Information given:
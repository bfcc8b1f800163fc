use crate::format::{canonical_mime, Format};
use Format::*;

/// Configured output formats per input MIME type, in picker order.
const ENTRIES: &[(&str, &[Format])] = &[
    // Images
    ("image/png", &[Jpg, Webp, Pdf, Ico]),
    ("image/jpeg", &[Png, Webp, Pdf, Ico]),
    ("image/webp", &[Png, Jpg, Pdf, Ico]),
    ("image/bmp", &[Png, Jpg, Webp, Pdf]),
    ("application/pdf", &[Png, Jpg, Webp, Txt]),
    // Text
    ("text/plain", &[Pdf, Png, Jpg]),
    // Audio
    ("audio/mpeg", &[Wav, Flac, Ogg, Aac, M4a]),
    ("audio/wav", &[Mp3, Flac, Ogg, Aac, M4a]),
    ("audio/x-wav", &[Mp3, Flac, Ogg, Aac, M4a]),
    ("audio/flac", &[Mp3, Wav, Ogg, Aac, M4a]),
    ("audio/x-flac", &[Mp3, Wav, Ogg, Aac, M4a]),
    ("audio/ogg", &[Mp3, Wav, Flac, Aac]),
    ("audio/x-m4a", &[Mp3, Wav, Flac, Ogg]),
    ("audio/mp4", &[Mp3, Wav, Flac, Ogg]),
    // Video
    ("video/mp4", &[Mp3, Gif, Avi, Mov, Mkv, Webm, Flac, Wav]),
    ("video/quicktime", &[Mp4, Mp3, Gif, Avi, Mkv, Webm]),
    ("video/webm", &[Mp4, Mp3, Gif, Avi, Mkv, Mov]),
    ("video/x-msvideo", &[Mp4, Mp3, Gif, Webm, Mov, Mkv]),
    ("video/x-matroska", &[Mp4, Mp3, Gif, Avi, Mov, Webm]),
];

const IMAGE_FALLBACK: &[Format] = &[Png, Jpg, Pdf];
const VIDEO_FALLBACK: &[Format] = &[Mp4, Mp3, Gif, Avi];
const AUDIO_FALLBACK: &[Format] = &[Mp3, Wav, Flac];
const FLAC_FALLBACK: &[Format] = &[Mp3, Wav, Ogg, Aac];
const MKV_FALLBACK: &[Format] = &[Mp4, Avi, Mp3];
const TXT_FALLBACK: &[Format] = &[Pdf, Png, Jpg];

fn configured(mime_type: &str) -> Option<&'static [Format]> {
    ENTRIES
        .iter()
        .find(|(mime, _)| *mime == mime_type)
        .map(|(_, formats)| *formats)
}

/// Static table of legal output formats.
pub struct FormatCatalog;

impl FormatCatalog {
    /// Output formats for a file. An empty slice means nothing can be offered.
    pub fn lookup(mime_type: &str, file_name: &str) -> &'static [Format] {
        let essence = mime_type
            .split(';')
            .next()
            .unwrap_or("")
            .trim()
            .to_ascii_lowercase();

        if let Some(formats) = configured(&essence) {
            return formats;
        }

        // Aliases like image/jpg land on their canonical entry
        let canonical = canonical_mime(&essence);
        if let Some(formats) = configured(&canonical) {
            return formats;
        }

        let name = file_name.to_ascii_lowercase();
        if canonical.starts_with("image/") {
            IMAGE_FALLBACK
        } else if canonical.starts_with("video/") {
            VIDEO_FALLBACK
        } else if canonical.starts_with("audio/") {
            AUDIO_FALLBACK
        } else if name.ends_with(".flac") {
            FLAC_FALLBACK
        } else if name.ends_with(".mkv") {
            MKV_FALLBACK
        } else if name.ends_with(".txt") {
            TXT_FALLBACK
        } else {
            &[]
        }
    }

    /// Every configured MIME type with its formats
    pub fn entries() -> impl Iterator<Item = (&'static str, &'static [Format])> {
        ENTRIES.iter().copied()
    }

    /// Uppercase labels for a lookup result
    pub fn labels(formats: &[Format]) -> Vec<String> {
        formats.iter().map(|f| f.label()).collect()
    }
}

#[cfg(test)]
mod tests {
    use super::*;

    #[test]
    fn test_exact_match() {
        assert_eq!(
            FormatCatalog::lookup("application/pdf", "report.pdf"),
            &[Png, Jpg, Webp, Txt]
        );
        assert_eq!(FormatCatalog::lookup("IMAGE/BMP", "x.bmp"), &[Png, Jpg, Webp, Pdf]);
    }

    #[test]
    fn test_alias_uses_canonical_entry() {
        assert_eq!(FormatCatalog::lookup("image/jpg", "a.jpg"), &[Png, Webp, Pdf, Ico]);
    }

    #[test]
    fn test_prefix_fallback() {
        assert_eq!(FormatCatalog::lookup("image/gif", "a.gif"), IMAGE_FALLBACK);
        assert_eq!(FormatCatalog::lookup("video/ogg", "a.ogv"), VIDEO_FALLBACK);
        assert_eq!(FormatCatalog::lookup("audio/opus", "a.opus"), AUDIO_FALLBACK);
    }

    #[test]
    fn test_suffix_fallback() {
        assert_eq!(FormatCatalog::lookup("", "track.flac"), FLAC_FALLBACK);
        assert_eq!(
            FormatCatalog::lookup("application/octet-stream", "movie.mkv"),
            MKV_FALLBACK
        );
        assert_eq!(FormatCatalog::lookup("", "notes.TXT"), TXT_FALLBACK);
    }

    #[test]
    fn test_no_match_is_empty() {
        assert!(FormatCatalog::lookup("application/zip", "a.zip").is_empty());
        assert!(FormatCatalog::lookup("", "").is_empty());
    }

    #[test]
    fn test_labels_are_uppercase_in_order() {
        let labels = FormatCatalog::labels(FormatCatalog::lookup("text/plain", "a.txt"));
        assert_eq!(labels, vec!["PDF", "PNG", "JPG"]);
    }
}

Task requirements:
Whenever the string "plain" turns up in a line above, copy that line out.

Result below:
    ("text/plain", &[Pdf, Png, Jpg]),
        let labels = FormatCatalog::labels(FormatCatalog::lookup("text/plain", "a.txt"));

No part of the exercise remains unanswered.